ARM was designed because the 6502 was approaching end of viability, and Acorn (the maker of the BBC Microcomputer) needed a next-gen product. At the time, RISC was the trendy thing, and I suspect the 286 and 68000 were too expensive to adapt for their products; they weren’t pushing £5000+ workstations like IBM or Unix vendors.

It was light and small because they had a small team; low power was a happy accident.

bufalo1973,
@bufalo1973@lemmy.ml avatar

But the ARM architecture is based on the MOS 6502 CPU and it is an almost successor of the Motorola 6800. So the roots are almost from the same time. Had IBM chosen the 68000 instead…

PS: the first ARM CPU was made in 1985. The 8086 is from 1978.

BearOfaTime,

They were all predated by the 8008, launched in 72. It could be argued the later 8000-series (8080,8085,8086,8088) are effectively variations built on the 8008.

That’s a lot of development/expertise time.

Didn’t the 6502 come out in mid-70’s? (I vaguely recall reading about all this many years ago, and how Intel was playing catch-up to Moto and others to some degree in the mid 70’s).

bufalo1973,
@bufalo1973@lemmy.ml avatar

Both the Motorola 6800 and the MOS 6502 were created in 1975.

j4k3,
@j4k3@lemmy.world avatar

Intel’s big shift was to maintain compatibility as improvements were made and new fab nodes introduced. No one else did this very well. The actual baseline for this change was the 16 bit i8086 thus the reason we call it x86. A program written for an 8086 should still work on a brand new 14900 i9.

Motorola was the big backwards endian device. They did lots of odd things too, like major possessive egomaniacal like business decisions.

A couple of the key persons behind the microprocessor are Frederico Faggin (en.m.wikipedia.org/wiki/Federico_Faggin). He’s the guy behind the Intel 4004 (first microprocessor), Intel 8080, Zilog Z80

Bill Mensch (en.m.wikipedia.org/w/index.php?title=Bill_Mensch) He’s the guy behind the Motorola 6800 and MOS 6502

I have no idea where people are saying the 6502 has anything to do with ARM. ARM stands for Acorn RISC Machine and later Advanced RISC Machine. RISC is a fundamentally different architecture from CISC.

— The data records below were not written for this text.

//! The annotation pipeline: numbering, domain assembly, region annotation
//! and isotype tagging, driven per input chain.
//!
//! [`Annotator`] is the top-level entry point.  For every chain of every
//! biologic it runs numbering (with scheme fallback), feeds the result to
//! the domain assembler and collects a [`Chain`]; chain-scoped failures are
//! recorded in `per_chain_errors` while the remaining chains still return.

pub mod assembler;
mod error;
pub mod isotype;
pub mod regions;

use std::sync::Arc;

use indexmap::IndexMap;
use log::debug;
use serde::Serialize;

pub use crate::annotate::error::Error;
use crate::annotate::isotype::{ConstantRegionDetector, Isotype};
use crate::numbering::{
    GermlineAssignment, NumberedDomain, Numberer, NumberingEngine, Position, Species,
};
use crate::process::CancelToken;
use crate::schemes::{ChainType, RegionName, Scheme};
use crate::sequences;

/// One FR/CDR region of a variable domain.
///
/// `start`/`stop` are 1-based inclusive; domain-local as produced by
/// [`regions::annotate_variable`], absolute after the assembler has shifted
/// them.  Both are `None` when a scheme boundary could not be resolved
/// against the numbering; the canonical boundaries are kept regardless.
#[derive(Debug, PartialEq, Clone, Serialize)]
pub struct Region {
    pub name: RegionName,
    #[serde(skip_serializing_if = "Option::is_none")]
    pub start: Option<usize>,
    #[serde(skip_serializing_if = "Option::is_none")]
    pub stop: Option<usize>,
    #[serde(rename = "sequence")]
    pub letters: String,
    pub scheme_start: Position,
    pub scheme_stop: Position,
}

/// Best germline hit from the engine's hit table for a domain's
/// species/chain-type group.
#[derive(Debug, PartialEq, Clone, Serialize)]
pub struct BestHit {
    pub id: String,
    pub bitscore: f64,
}

/// A numbered variable domain with its annotated regions.
#[derive(Debug, PartialEq, Clone, Serialize)]
pub struct VariableDomain {
    /// Absolute 1-based inclusive span in the chain sequence.
    pub start: usize,
    pub stop: usize,
    pub sequence: String,
    #[serde(serialize_with = "serialize_region_values")]
    pub regions: IndexMap<RegionName, Region>,
    pub scheme: Scheme,
    pub chain_type: ChainType,
    pub species: Species,
    #[serde(skip_serializing_if = "Option::is_none")]
    pub germline: Option<GermlineAssignment>,
    #[serde(skip_serializing_if = "Option::is_none")]
    pub best_hit: Option<BestHit>,
    #[serde(skip)]
    pub numbering: NumberedDomain,
}

fn serialize_region_values<S>(
    regions: &IndexMap<RegionName, Region>,
    serializer: S,
) -> Result<S::Ok, S::Error>
where
    S: serde::Serializer,
{
    serializer.collect_seq(regions.values())
}

/// A constant region detected downstream of the last variable domain.
#[derive(Debug, PartialEq, Clone, Serialize)]
pub struct ConstantDomain {
    pub start: usize,
    pub stop: usize,
    pub sequence: String,
    #[serde(skip_serializing_if = "Option::is_none")]
    pub isotype: Option<Isotype>,
    #[serde(skip_serializing_if = "Option::is_none")]
    pub score: Option<f64>,
    #[serde(skip_serializing_if = "Option::is_none")]
    pub evalue: Option<f64>,
    #[serde(skip_serializing_if = "Option::is_none")]
    pub species: Option<Species>,
}

/// An unnumbered stretch joining two variable domains.
#[derive(Debug, PartialEq, Clone, Serialize)]
pub struct LinkerDomain {
    pub start: usize,
    pub stop: usize,
    pub sequence: String,
}

/// A domain record of a chain; consumers pattern-match on the kind.
#[derive(Debug, PartialEq, Clone, Serialize)]
#[serde(tag = "kind", rename_all = "lowercase")]
pub enum DomainRecord {
    Variable(VariableDomain),
    Constant(ConstantDomain),
    Linker(LinkerDomain),
}

impl DomainRecord {
    pub fn start(&self) -> usize {
        match self {
            DomainRecord::Variable(d) => d.start,
            DomainRecord::Constant(d) => d.start,
            DomainRecord::Linker(d) => d.start,
        }
    }

    pub fn stop(&self) -> usize {
        match self {
            DomainRecord::Variable(d) => d.stop,
            DomainRecord::Constant(d) => d.stop,
            DomainRecord::Linker(d) => d.stop,
        }
    }

    pub fn as_variable(&self) -> Option<&VariableDomain> {
        match self {
            DomainRecord::Variable(d) => Some(d),
            _ => None,
        }
    }
}

/// An annotated chain: the original sequence plus its ordered domains.
#[derive(Debug, PartialEq, Clone, Serialize)]
pub struct Chain {
    pub name: String,
    pub sequence: String,
    #[serde(skip_serializing_if = "Option::is_none")]
    pub chain_type: Option<ChainType>,
    pub scheme_used: Scheme,
    pub domains: Vec<DomainRecord>,
}

impl Chain {
    /// The first variable domain, used for chain-level statistics and for
    /// region overlays on alignments.
    pub fn primary_variable(&self) -> Option<&VariableDomain> {
        self.domains.iter().find_map(DomainRecord::as_variable)
    }

    /// An scFv is any chain with at least two variable domains joined by a
    /// linker.
    pub fn is_scfv(&self) -> bool {
        let variables = self
            .domains
            .iter()
            .filter(|d| matches!(d, DomainRecord::Variable(_)))
            .count();
        let linkers = self
            .domains
            .iter()
            .filter(|d| matches!(d, DomainRecord::Linker(_)))
            .count();
        variables >= 2 && linkers >= 1
    }
}

/// All chains of one named biologic.
#[derive(Debug, PartialEq, Clone, Serialize)]
pub struct BiologicAnnotation {
    pub name: String,
    pub chains: Vec<Chain>,
}

/// A chain-scoped failure that did not abort the rest of the request.
#[derive(Debug, PartialEq, Clone, Serialize)]
pub struct ChainError {
    pub biologic: String,
    pub chain: String,
    pub message: String,
}

/// The produced annotation document.
#[derive(Debug, PartialEq, Clone, Serialize, Default)]
pub struct AnnotationResult {
    pub sequences: Vec<BiologicAnnotation>,
    pub numbering_scheme: Option<Scheme>,
    pub total_sequences: usize,
    pub chain_types: IndexMap<String, usize>,
    pub isotypes: IndexMap<String, usize>,
    pub species: IndexMap<String, usize>,
    #[serde(skip_serializing_if = "Vec::is_empty")]
    pub per_chain_errors: Vec<ChainError>,
}

impl AnnotationResult {
    /// Render the produced annotation document.
    pub fn to_json(&self) -> serde_json::Result<String> {
        serde_json::to_string_pretty(self)
    }
}

/// Named chain sequences grouped by biologic, in input order.
pub type BiologicInput = IndexMap<String, IndexMap<String, String>>;

/// An annotation request: sequences plus the requested scheme.
#[derive(Debug, Clone)]
pub struct AnnotationRequest {
    pub biologics: BiologicInput,
    pub scheme: Scheme,
}

impl AnnotationRequest {
    /// A request for a single chain of a single biologic.
    pub fn single(biologic: &str, chain: &str, sequence: &str, scheme: Scheme) -> Self {
        let mut chains = IndexMap::new();
        chains.insert(chain.to_string(), sequence.to_string());
        let mut biologics = IndexMap::new();
        biologics.insert(biologic.to_string(), chains);
        Self { biologics, scheme }
    }
}

/// Top-level annotation pipeline driver.
pub struct Annotator {
    numberer: Numberer,
    detector: Option<Arc<dyn ConstantRegionDetector + Send + Sync>>,
}

impl Annotator {
    pub fn new(
        engine: Arc<dyn NumberingEngine + Send + Sync>,
        detector: Option<Arc<dyn ConstantRegionDetector + Send + Sync>>,
        allowed_species: Vec<Species>,
    ) -> Self {
        Self {
            numberer: Numberer::new(engine, allowed_species),
            detector,
        }
    }

    /// Annotate every chain of every biologic in the request.
    ///
    /// Chain-scoped failures are collected in `per_chain_errors`; the
    /// request as a whole fails only when nothing could be annotated at
    /// all, or on cancellation.
    pub fn annotate(
        &self,
        request: &AnnotationRequest,
        cancel: &CancelToken,
    ) -> Result<AnnotationResult, Error> {
        let mut result = AnnotationResult::default();
        let mut first_error: Option<Error> = None;

        for (biologic_name, chains) in &request.biologics {
            let mut annotated = BiologicAnnotation {
                name: biologic_name.clone(),
                chains: Vec::new(),
            };
            for (chain_name, raw_sequence) in chains {
                if cancel.is_cancelled() {
                    return Err(Error::Cancelled);
                }
                match self.annotate_chain(chain_name, raw_sequence, request.scheme, cancel) {
                    Ok(chain) => {
                        if result.numbering_scheme.is_none() {
                            result.numbering_scheme = Some(chain.scheme_used);
                        }
                        annotated.chains.push(chain);
                    }
                    Err(e) if e.is_cancellation() => return Err(Error::Cancelled),
                    Err(e) => {
                        debug!(
                            "annotation of {}/{} failed: {}",
                            biologic_name, chain_name, e
                        );
                        result.per_chain_errors.push(ChainError {
                            biologic: biologic_name.clone(),
                            chain: chain_name.clone(),
                            message: e.to_string(),
                        });
                        if first_error.is_none() {
                            first_error = Some(e);
                        }
                    }
                }
                result.total_sequences += 1;
            }
            result.sequences.push(annotated);
        }

        // Nothing annotated at all: surface the first failure directly.
        if result.sequences.iter().all(|b| b.chains.is_empty()) {
            if let Some(e) = first_error {
                return Err(e);
            }
        }
        if result.numbering_scheme.is_none() {
            result.numbering_scheme = Some(request.scheme);
        }

        compute_stats(&mut result);
        Ok(result)
    }

    fn annotate_chain(
        &self,
        name: &str,
        raw_sequence: &str,
        scheme: Scheme,
        cancel: &CancelToken,
    ) -> Result<Chain, Error> {
        let sequence = sequences::clean_chain_sequence(raw_sequence)?;
        let numbering = self
            .numberer
            .number_chain(name, &sequence, scheme, cancel)?;
        assembler::assemble_chain(
            name,
            &sequence,
            numbering,
            self.detector.as_deref(),
            cancel,
        )
    }
}

/// Aggregate counts over the primary domain of each chain.
fn compute_stats(result: &mut AnnotationResult) {
    for biologic in &result.sequences {
        for chain in &biologic.chains {
            if let Some(primary) = chain.primary_variable() {
                *result
                    .chain_types
                    .entry(primary.chain_type.to_string())
                    .or_insert(0) += 1;
                *result
                    .species
                    .entry(primary.species.to_string())
                    .or_insert(0) += 1;
            }
            if let Some(isotype) = chain.domains.iter().find_map(|d| match d {
                DomainRecord::Constant(c) => c.isotype,
                _ => None,
            }) {
                *result.isotypes.entry(isotype.to_string()).or_insert(0) += 1;
            }
        }
    }
}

The 6502 wasn’t really positioned in this RISC/CISC paradigm, it was simply dirt cheap when everyone else was much much more expensive. Its only real innovation was the extremely primitive pipeline where the next instruction is loaded at the same time one is executed. This is because their quality was too bad to compete with the higher frequency devices from other companies. It was a clever hack to make things cheaper at the time. The 6502 is still present in some form in Western Digital products (also Bill Mensch).

CISC was the old guard, RISC is from Berkeley, while MIPS is from Stanford. (…wikipedia.org/…/Reduced_instruction_set_computer)

ARM is a RISC architecture and that traces its history back to completely different origins than the other microprocessors.

The funny thing, the Arithmetic Logic Unit (ALU= CPU secret sauce where the action happens) in modern Intel processors is a RISC design with a CISC wrapper.

BearOfaTime,

Neat!

Thanks for the info

Tolookah,

Did you know the newest apple PCs use an arm core?